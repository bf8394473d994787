use anyhow::Result;
use chrono::NaiveDate;
use shared::{ClientDateResponseDto, DateRange, Job, JobStatus};

use crate::domain::models::job::{
    ClientDateResponse, DateRange as DomainDateRange, DomainJob, JobStatus as DomainJobStatus,
};

pub struct JobMapper;

impl JobMapper {
    pub fn status_to_dto(status: DomainJobStatus) -> JobStatus {
        match status {
            DomainJobStatus::AwaitingClientResponse => JobStatus::AwaitingClientResponse,
            DomainJobStatus::ClientAcceptedDates => JobStatus::ClientAcceptedDates,
            DomainJobStatus::ClientProposedAlternate => JobStatus::ClientProposedAlternate,
            DomainJobStatus::Planned => JobStatus::Planned,
            DomainJobStatus::InProgress => JobStatus::InProgress,
            DomainJobStatus::Completed => JobStatus::Completed,
        }
    }

    pub fn range_to_domain(dto: DateRange) -> Result<DomainDateRange> {
        let start = NaiveDate::parse_from_str(&dto.start, "%Y-%m-%d")
            .map_err(|e| anyhow::anyhow!("Invalid start date '{}': {}", dto.start, e))?;
        let end = NaiveDate::parse_from_str(&dto.end, "%Y-%m-%d")
            .map_err(|e| anyhow::anyhow!("Invalid end date '{}': {}", dto.end, e))?;
        Ok(DomainDateRange::new(start, end)?)
    }

    pub fn range_to_dto(domain: DomainDateRange) -> DateRange {
        DateRange {
            start: domain.start.to_string(),
            end: domain.end.to_string(),
        }
    }

    pub fn response_to_domain(dto: ClientDateResponseDto) -> Result<ClientDateResponse> {
        Ok(match dto {
            ClientDateResponseDto::Accept => ClientDateResponse::Accept,
            ClientDateResponseDto::Counter { range } => {
                ClientDateResponse::Counter(Self::range_to_domain(range)?)
            }
        })
    }

    pub fn to_dto(domain: DomainJob) -> Job {
        Job {
            id: domain.id,
            quote_id: domain.quote_id,
            account_id: domain.account_id,
            proposed_range: domain.proposed_range.map(Self::range_to_dto),
            counter_range: domain.counter_range.map(Self::range_to_dto),
            status: Self::status_to_dto(domain.status),
            created_at: domain.created_at.to_rfc3339(),
            updated_at: domain.updated_at.to_rfc3339(),
            version: domain.version,
        }
    }

    pub fn to_dto_list(jobs: Vec<DomainJob>) -> Vec<Job> {
        jobs.into_iter().map(Self::to_dto).collect()
    }
}
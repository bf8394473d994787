//! # CSV Quote Repository
//!
//! File-based quote storage using one `quotes.csv` per account
//! directory. Line items are stored as a JSON column so a quote stays
//! one row. Writes go through a temp file and an atomic rename.

use anyhow::Result;
use chrono::{DateTime, Utc};
use csv::{Reader, Writer};
use log::{debug, info, warn};
use serde::{Deserialize, Serialize};
use std::fs::File;
use std::io::{BufReader, BufWriter};
use std::path::PathBuf;

use super::connection::CsvConnection;
use crate::domain::models::quote::{DomainQuote, QuoteItem, QuoteStatus};
use crate::storage::QuoteStorage;

/// CSV record structure for quotes
#[derive(Debug, Clone, Serialize, Deserialize)]
struct QuoteRecord {
    id: String,
    account_id: String,
    client_ref: String,
    description: String,
    items: String,
    total_ht: f64,
    total_ttc: f64,
    deposit_percentage: f64,
    deposit_amount: f64,
    deposit_paid: bool,
    status: String,
    sent_at: String,
    last_reminder_at: String,
    responded_at: String,
    created_at: String,
    updated_at: String,
    version: u64,
}

fn format_opt(value: &Option<DateTime<Utc>>) -> String {
    value.map(|v| v.to_rfc3339()).unwrap_or_default()
}

fn parse_opt(value: &str) -> Result<Option<DateTime<Utc>>> {
    if value.is_empty() {
        return Ok(None);
    }
    Ok(Some(parse_timestamp(value)?))
}

fn parse_timestamp(value: &str) -> Result<DateTime<Utc>> {
    Ok(DateTime::parse_from_rfc3339(value)
        .map_err(|e| anyhow::anyhow!("Failed to parse timestamp '{}': {}", value, e))?
        .with_timezone(&Utc))
}

impl TryFrom<&DomainQuote> for QuoteRecord {
    type Error = anyhow::Error;

    fn try_from(quote: &DomainQuote) -> Result<Self> {
        Ok(QuoteRecord {
            id: quote.id.clone(),
            account_id: quote.account_id.clone(),
            client_ref: quote.client_ref.clone(),
            description: quote.description.clone(),
            items: serde_json::to_string(&quote.items)?,
            total_ht: quote.total_ht,
            total_ttc: quote.total_ttc,
            deposit_percentage: quote.deposit_percentage,
            deposit_amount: quote.deposit_amount,
            deposit_paid: quote.deposit_paid,
            status: quote.status.to_string(),
            sent_at: format_opt(&quote.sent_at),
            last_reminder_at: format_opt(&quote.last_reminder_at),
            responded_at: format_opt(&quote.responded_at),
            created_at: quote.created_at.to_rfc3339(),
            updated_at: quote.updated_at.to_rfc3339(),
            version: quote.version,
        })
    }
}

impl TryFrom<QuoteRecord> for DomainQuote {
    type Error = anyhow::Error;

    fn try_from(record: QuoteRecord) -> Result<Self> {
        let status = QuoteStatus::from_string(&record.status)
            .map_err(|e| anyhow::anyhow!("Failed to parse quote status: {}", e))?;
        let items: Vec<QuoteItem> = serde_json::from_str(&record.items)
            .map_err(|e| anyhow::anyhow!("Failed to parse quote items: {}", e))?;

        Ok(DomainQuote {
            id: record.id,
            account_id: record.account_id,
            client_ref: record.client_ref,
            description: record.description,
            items,
            total_ht: record.total_ht,
            total_ttc: record.total_ttc,
            deposit_percentage: record.deposit_percentage,
            deposit_amount: record.deposit_amount,
            deposit_paid: record.deposit_paid,
            status,
            sent_at: parse_opt(&record.sent_at)?,
            last_reminder_at: parse_opt(&record.last_reminder_at)?,
            responded_at: parse_opt(&record.responded_at)?,
            created_at: parse_timestamp(&record.created_at)?,
            updated_at: parse_timestamp(&record.updated_at)?,
            version: record.version,
        })
    }
}

/// CSV-based quote repository using per-account files
#[derive(Clone)]
pub struct QuoteRepository {
    connection: CsvConnection,
}

impl QuoteRepository {
    pub fn new(connection: CsvConnection) -> Self {
        Self { connection }
    }

    fn quotes_file_path(&self, account_id: &str) -> PathBuf {
        self.connection.account_directory(account_id).join("quotes.csv")
    }

    fn read_quotes(&self, account_id: &str) -> Result<Vec<DomainQuote>> {
        let path = self.quotes_file_path(account_id);
        if !path.exists() {
            return Ok(Vec::new());
        }

        let file = File::open(&path)?;
        let mut csv_reader = Reader::from_reader(BufReader::new(file));
        let mut quotes = Vec::new();

        for result in csv_reader.deserialize::<QuoteRecord>() {
            let record = result?;
            match DomainQuote::try_from(record) {
                Ok(quote) => quotes.push(quote),
                Err(e) => {
                    warn!("Failed to parse quote record: {}. Skipping.", e);
                    continue;
                }
            }
        }

        Ok(quotes)
    }

    fn write_quotes(&self, account_id: &str, quotes: &[DomainQuote]) -> Result<()> {
        self.connection.ensure_account_directory(account_id)?;
        let path = self.quotes_file_path(account_id);
        let temp_path = path.with_extension("csv.tmp");

        {
            let temp_file = File::create(&temp_path)?;
            let mut csv_writer = Writer::from_writer(BufWriter::new(temp_file));
            for quote in quotes {
                csv_writer.serialize(QuoteRecord::try_from(quote)?)?;
            }
            csv_writer.flush()?;
        }

        std::fs::rename(&temp_path, &path)?;
        debug!("Wrote {} quotes to {:?}", quotes.len(), path);
        Ok(())
    }
}

impl QuoteStorage for QuoteRepository {
    fn store_quote(&self, quote: &DomainQuote) -> Result<()> {
        info!("Storing quote in CSV: {}", quote.id);

        let mut quotes = self.read_quotes(&quote.account_id)?;
        if quotes.iter().any(|q| q.id == quote.id) {
            return Err(anyhow::anyhow!("Quote already exists: {}", quote.id));
        }
        quotes.push(quote.clone());
        self.write_quotes(&quote.account_id, &quotes)
    }

    fn get_quote(&self, account_id: &str, quote_id: &str) -> Result<Option<DomainQuote>> {
        let quotes = self.read_quotes(account_id)?;
        Ok(quotes.into_iter().find(|q| q.id == quote_id))
    }

    fn list_quotes(&self, account_id: &str) -> Result<Vec<DomainQuote>> {
        let mut quotes = self.read_quotes(account_id)?;
        quotes.sort_by(|a, b| b.created_at.cmp(&a.created_at));
        Ok(quotes)
    }

    fn update_quote(&self, quote: &DomainQuote, expected_version: u64) -> Result<DomainQuote> {
        let mut quotes = self.read_quotes(&quote.account_id)?;
        let position = quotes
            .iter()
            .position(|q| q.id == quote.id)
            .ok_or_else(|| anyhow::anyhow!("Quote not found: {}", quote.id))?;

        let stored_version = quotes[position].version;
        if stored_version != expected_version {
            return Err(anyhow::anyhow!(
                "Version conflict: expected version {}, found {}",
                expected_version,
                stored_version
            ));
        }

        let mut updated = quote.clone();
        updated.version = stored_version + 1;
        quotes[position] = updated.clone();
        self.write_quotes(&quote.account_id, &quotes)?;

        info!("Updated quote {} to version {}", updated.id, updated.version);
        Ok(updated)
    }
}
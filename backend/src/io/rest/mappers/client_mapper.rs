use shared::Client;

use crate::domain::models::client::DomainClient;

pub struct ClientMapper;

impl ClientMapper {
    pub fn to_dto(domain: DomainClient) -> Client {
        Client {
            id: domain.id,
            account_id: domain.account_id,
            name: domain.name,
            email: domain.email,
            phone: domain.phone,
            address: domain.address,
            created_at: domain.created_at.to_rfc3339(),
            updated_at: domain.updated_at.to_rfc3339(),
        }
    }

    pub fn to_dto_list(clients: Vec<DomainClient>) -> Vec<Client> {
        clients.into_iter().map(Self::to_dto).collect()
    }
}
//! CSV-backed storage implementations.

pub mod account_repository;
pub mod client_repository;
pub mod connection;
pub mod inventory_repository;
pub mod invoice_repository;
pub mod job_repository;
pub mod quote_repository;

pub use account_repository::AccountRepository;
pub use client_repository::ClientRepository;
pub use connection::CsvConnection;
pub use inventory_repository::InventoryRepository;
pub use invoice_repository::InvoiceRepository;
pub use job_repository::JobRepository;
pub use quote_repository::QuoteRepository;
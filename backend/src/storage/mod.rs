//! Storage layer: abstraction traits and the CSV implementations.

pub mod csv;
pub mod traits;

pub use traits::{
    AccountStorage, ClientStorage, InventoryStorage, InvoiceStorage, JobStorage, QuoteStorage,
};
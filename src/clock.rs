//! Monotonic time sources for the stream clock.
//!
//! The interpolator needs exactly one thing from its environment: a
//! monotonic microsecond counter. [`SystemClock`] reads the OS monotonic
//! clock; [`ManualClock`] is a hand-advanced clock for tests and offline
//! simulation.

use std::sync::atomic::{AtomicI64, Ordering};
use std::sync::{Arc, OnceLock};
use std::time::Instant;

/// A monotonic source of microsecond timestamps.
///
/// Implementations must be non-decreasing. The interpolator treats a
/// backwards step as a programmer error and clamps the delta to zero.
pub trait MonotonicClock {
    /// Current time in microseconds. The origin is arbitrary but must be
    /// fixed for the lifetime of the clock.
    fn now_usecs(&self) -> i64;
}

/// Monotonic wall clock backed by [`std::time::Instant`].
///
/// Timestamps are measured from the first use in the process, so values
/// start near zero and stay comfortably inside `i64` range.
#[derive(Copy, Clone, Debug, Default)]
pub struct SystemClock;

static PROCESS_EPOCH: OnceLock<Instant> = OnceLock::new();

impl MonotonicClock for SystemClock {
    fn now_usecs(&self) -> i64 {
        PROCESS_EPOCH.get_or_init(Instant::now).elapsed().as_micros() as i64
    }
}

/// Hand-advanced clock for tests and simulation.
///
/// The current value lives in a shared atomic so a clone can be handed to
/// the stream clock while the test keeps advancing time. Uses relaxed
/// ordering because readers only need eventual consistency -- the value
/// is advanced and read from the controlling thread.
#[derive(Clone, Debug, Default)]
pub struct ManualClock {
    now: Arc<AtomicI64>,
}

impl ManualClock {
    /// Create a clock pinned at time zero.
    pub fn new() -> Self {
        Self::default()
    }

    /// Create a clock pinned at `start` microseconds.
    pub fn starting_at(start: i64) -> Self {
        Self {
            now: Arc::new(AtomicI64::new(start)),
        }
    }

    /// Advance the clock by `dt` microseconds.
    pub fn advance(&self, dt: i64) {
        self.now.fetch_add(dt, Ordering::Relaxed);
    }

    /// Jump the clock to an absolute time.
    pub fn set(&self, now: i64) {
        self.now.store(now, Ordering::Relaxed);
    }
}

impl MonotonicClock for ManualClock {
    fn now_usecs(&self) -> i64 {
        self.now.load(Ordering::Relaxed)
    }
}
//! `elastic-clock` -- monotonic media-clock interpolation for FIFO audio
//! pipelines.
//!
//! If you have a FIFO sink (or source) whose average throughput is
//! expected to be constant, audio playback being the canonical case, this
//! crate turns the buffer writes into a monotonic clock source. A
//! first-order feedback loop scales elapsed wall time by a factor close
//! to 1.0, speeding the clock up or slowing it down based on how data is
//! flowing into the FIFO.
//!
//! - **Interpolator**: [`StreamClock`], the DLL-filtered clock itself
//! - **State machine**: [`TransportState`] (Stopped / Rolling / Paused)
//! - **Time sources**: [`SystemClock`] for production, [`ManualClock`]
//!   for tests and simulation
//! - **Conversions**: [`bytes_to_usecs`], [`samples_to_usecs`],
//!   [`usecs_to_samples`]
//! - **Diagnostics**: [`ClockSnapshot`], a serializable epoch capture
//!
//! # Architecture
//!
//! ```text
//! writer thread                          reader threads
//!   post_buffer(usecs)  ----+     +----  get_stream_usecs()
//!   seek/pause/resume/stop  |     |      usecs_queued/read_pointer
//!                           v     v
//!                     StreamClock (mutex-guarded epoch)
//!                           |
//!                           v
//!                  MonotonicClock (SystemClock / ManualClock)
//! ```
//!
//! # Usage
//!
//! ```rust
//! use elastic_clock::StreamClock;
//!
//! let clock = StreamClock::new();
//! clock.set_latency(2 * 80_000); // twice the FIFO size
//! clock.seek(0);
//!
//! // In the FIFO-filling callback, announce each write:
//! clock.post_buffer(20_000);
//!
//! // From any thread, at any rate:
//! let position = clock.get_stream_usecs();
//! # let _ = position;
//! ```

pub mod clock;
pub mod convert;
pub mod error;
pub mod interpolator;
pub mod state;

// Re-export the primary API at the crate root
pub use clock::{ManualClock, MonotonicClock, SystemClock};
pub use convert::{bytes_to_usecs, samples_to_usecs, usecs_to_samples};
pub use error::ClockError;
pub use interpolator::{ClockSnapshot, StreamClock, DEFAULT_LATENCY_USECS};
pub use state::{TransportInput, TransportState};
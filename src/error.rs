//! Error types for the stream clock (thiserror-based).
//!
//! The clock itself is permissive: no public operation returns an error.
//! These values are produced by the internal validity checks and logged
//! at ERROR level by the code that holds the lock.

use thiserror::Error;

use crate::state::{TransportInput, TransportState};

/// Errors detected by the transport state machine.
#[derive(Error, Debug, Clone, PartialEq, Eq)]
pub enum ClockError {
    /// A state change was requested that the transition table forbids.
    #[error("illegal transport transition {from} -> {to} on input {input}")]
    IllegalTransition {
        from: TransportState,
        to: TransportState,
        input: TransportInput,
    },

    /// `resume()` was called while the clock was not paused.
    #[error("resume() called in state {state}, expected Paused")]
    NotPaused { state: TransportState },
}
//! Pure conversions between byte counts, sample counts, and microseconds.

const USECS_PER_SEC: i64 = 1_000_000;

/// Convert a byte count to playable microseconds.
///
/// `frame_size` is bytes per frame (sample size times channel count) and
/// `sample_rate` is frames per second. Whole frames are counted first,
/// then converted to time, matching how FIFO writes are accounted.
pub fn bytes_to_usecs(bytes: i64, frame_size: i64, sample_rate: i64) -> i64 {
    debug_assert!(frame_size > 0, "frame_size must be > 0");
    debug_assert!(sample_rate > 0, "sample_rate must be > 0");
    (bytes / frame_size) * USECS_PER_SEC / sample_rate
}

/// Convert a frame count to microseconds at the given sample rate.
pub fn samples_to_usecs(samples: i64, sample_rate: i64) -> i64 {
    debug_assert!(sample_rate > 0, "sample_rate must be > 0");
    samples * USECS_PER_SEC / sample_rate
}

/// Convert microseconds to a frame count at the given sample rate.
pub fn usecs_to_samples(usecs: i64, sample_rate: i64) -> i64 {
    debug_assert!(sample_rate > 0, "sample_rate must be > 0");
    usecs * sample_rate / USECS_PER_SEC
}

_TASK INSTRUCTIONS_. State how many lines of the entries above include the word "Instant", offering no text other than the number.

_ANSWER BELOW_. 4